Glucose-evoked alterations in connexin43-mediated cell-to-cell communication in human collecting duct: a possible role in diabetic nephropathy
Hills, Claire E., Bland, Rosemary, Wheelans, Dianne C., Bennett, Jeanette, Ronco, Pierre M. and Squires, Paul E.. (2006) Glucose-evoked alterations in connexin43-mediated cell-to-cell communication in human collecting duct: a possible role in diabetic nephropathy. AMERICAN JOURNAL OF PHYSIOLOGY-RENAL PHYSIOLOGY, 291 (5). F1045-F1051. ISSN 0363-6127Full text not available from this repository.

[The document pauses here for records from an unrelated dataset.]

//! Read-only endpoints for anonymous visitors.

use super::{
    AppState,
    error::{ApiError, ApiResult},
};
use crate::{
    core::{
        campaign,
        community::{self, PostView},
        donation::{self, CampaignAudit, DonationView, TopDonor},
        news, organization,
    },
    entities::{CampaignModel, CommentModel, NewsModel, OrganizationModel},
    errors::Error,
};
use axum::{
    Json,
    extract::{Path, Query, State},
};
use serde::Deserialize;

const DEFAULT_TOP_DONORS: usize = 3;
const MAX_TOP_DONORS: usize = 50;

#[derive(Debug, Deserialize)]
pub struct TopDonorsQuery {
    pub limit: Option<usize>,
}

/// `GET /healthz`
pub async fn health() -> &'static str {
    "OK"
}

/// `GET /api/campaigns`
pub async fn list_campaigns(State(state): State<AppState>) -> ApiResult<Vec<CampaignModel>> {
    Ok(Json(campaign::list_approved_campaigns(&state.db).await?))
}

/// `GET /api/campaigns/:id`
pub async fn get_campaign(
    State(state): State<AppState>,
    Path(id): Path<String>,
) -> ApiResult<CampaignModel> {
    let found = campaign::get_campaign(&state.db, &id).await?;
    found
        .map(Json)
        .ok_or_else(|| ApiError(Error::CampaignNotFound { id }))
}

/// `GET /api/campaigns/:id/donations`
pub async fn campaign_donations(
    State(state): State<AppState>,
    Path(id): Path<String>,
) -> ApiResult<Vec<DonationView>> {
    Ok(Json(donation::list_for_campaign(&state.db, &id).await?))
}

/// `GET /api/campaigns/:id/top-donors?limit=n`
pub async fn campaign_top_donors(
    State(state): State<AppState>,
    Path(id): Path<String>,
    Query(query): Query<TopDonorsQuery>,
) -> ApiResult<Vec<TopDonor>> {
    let limit = query.limit.unwrap_or(DEFAULT_TOP_DONORS).min(MAX_TOP_DONORS);
    Ok(Json(donation::top_donors(&state.db, &id, limit).await?))
}

/// `GET /api/campaigns/:id/audit`
pub async fn campaign_audit(
    State(state): State<AppState>,
    Path(id): Path<String>,
) -> ApiResult<CampaignAudit> {
    Ok(Json(donation::audit_campaign(&state.db, &id).await?))
}

/// `GET /api/organizations`
pub async fn list_organizations(
    State(state): State<AppState>,
) -> ApiResult<Vec<OrganizationModel>> {
    Ok(Json(organization::list_organizations(&state.db).await?))
}

/// `GET /api/organizations/:id`
pub async fn get_organization(
    State(state): State<AppState>,
    Path(id): Path<String>,
) -> ApiResult<OrganizationModel> {
    let found = organization::get_organization(&state.db, &id).await?;
    found
        .map(Json)
        .ok_or_else(|| ApiError(Error::OrganizationNotFound { id }))
}

/// `GET /api/organizations/:id/campaigns`
pub async fn organization_campaigns(
    State(state): State<AppState>,
    Path(id): Path<String>,
) -> ApiResult<Vec<CampaignModel>> {
    Ok(Json(
        campaign::list_campaigns_for_organization(&state.db, &id).await?,
    ))
}

/// `GET /api/news`
pub async fn list_news(State(state): State<AppState>) -> ApiResult<Vec<NewsModel>> {
    Ok(Json(news::list_news(&state.db).await?))
}

/// `GET /api/news/:id`
pub async fn get_news(
    State(state): State<AppState>,
    Path(id): Path<String>,
) -> ApiResult<NewsModel> {
    let found = news::get_news(&state.db, &id).await?;
    found
        .map(Json)
        .ok_or_else(|| {
            ApiError(Error::NotFound {
                entity: "news",
                id,
            })
        })
}

/// `GET /api/posts`
pub async fn list_posts(State(state): State<AppState>) -> ApiResult<Vec<PostView>> {
    Ok(Json(community::list_approved_posts(&state.db).await?))
}

/// `GET /api/posts/:id/comments`
pub async fn list_comments(
    State(state): State<AppState>,
    Path(id): Path<String>,
) -> ApiResult<Vec<CommentModel>> {
    Ok(Json(community::list_comments(&state.db, &id).await?))
}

Official URL: http://dx.doi.org/10.1152/ajprenal.00344.2005
Aberrant sodium absorption has been linked to the development of hypertension in both renal disease and diabetes. Efficient absorption depends on coordination of cellular activity across the entire epithelium via cell-to-cell coupling. In the current study we have utilized a model human collecting duct cell line (HCD) to assess the role of connexin43 (Cx43)-mediated gap junctions in the transfer of intracellular Ca2+ transients within coupled cell clusters. HCD cells express Cx43 mRNA and protein, as well as that for the mechanosensitive transient receptor potential receptor (TRPV4). Mechanical stimulation of individual cells within a cluster evoked a transient rise in cytosolic Ca2+ concentration ([Ca2+](i)) that propagated between cells via a heptanol-sensitive mechanism. The rise in ([Ca2+](i)) was dependent on both store release and Ca2+-influx pathways. Lucifer yellow dye transfer and Cx43 knockdown experiments confirmed direct cell-to-cell communication. Application of the Ca2+ ionophore ionomycin, or an increase in glucose (5 to 25 mM), produced a time-dependent (48 h) increase in Cx43 protein expression. The transmission rate of touch-evoked Ca2+ transients between coupled cells was accelerated after exposure to high glucose, providing a functional correlate to increased Cx43 expression. These data suggest a pivotal role for Cx43-mediated gap junctions in the synchronization of activity between HCD cells in response to stimuli that mimic osmotic and physical changes. Cx43 expression and cell-to-cell communication increased in response to high glucose and may protect the collecting duct from renal damage associated with more established diabetic nephropathy.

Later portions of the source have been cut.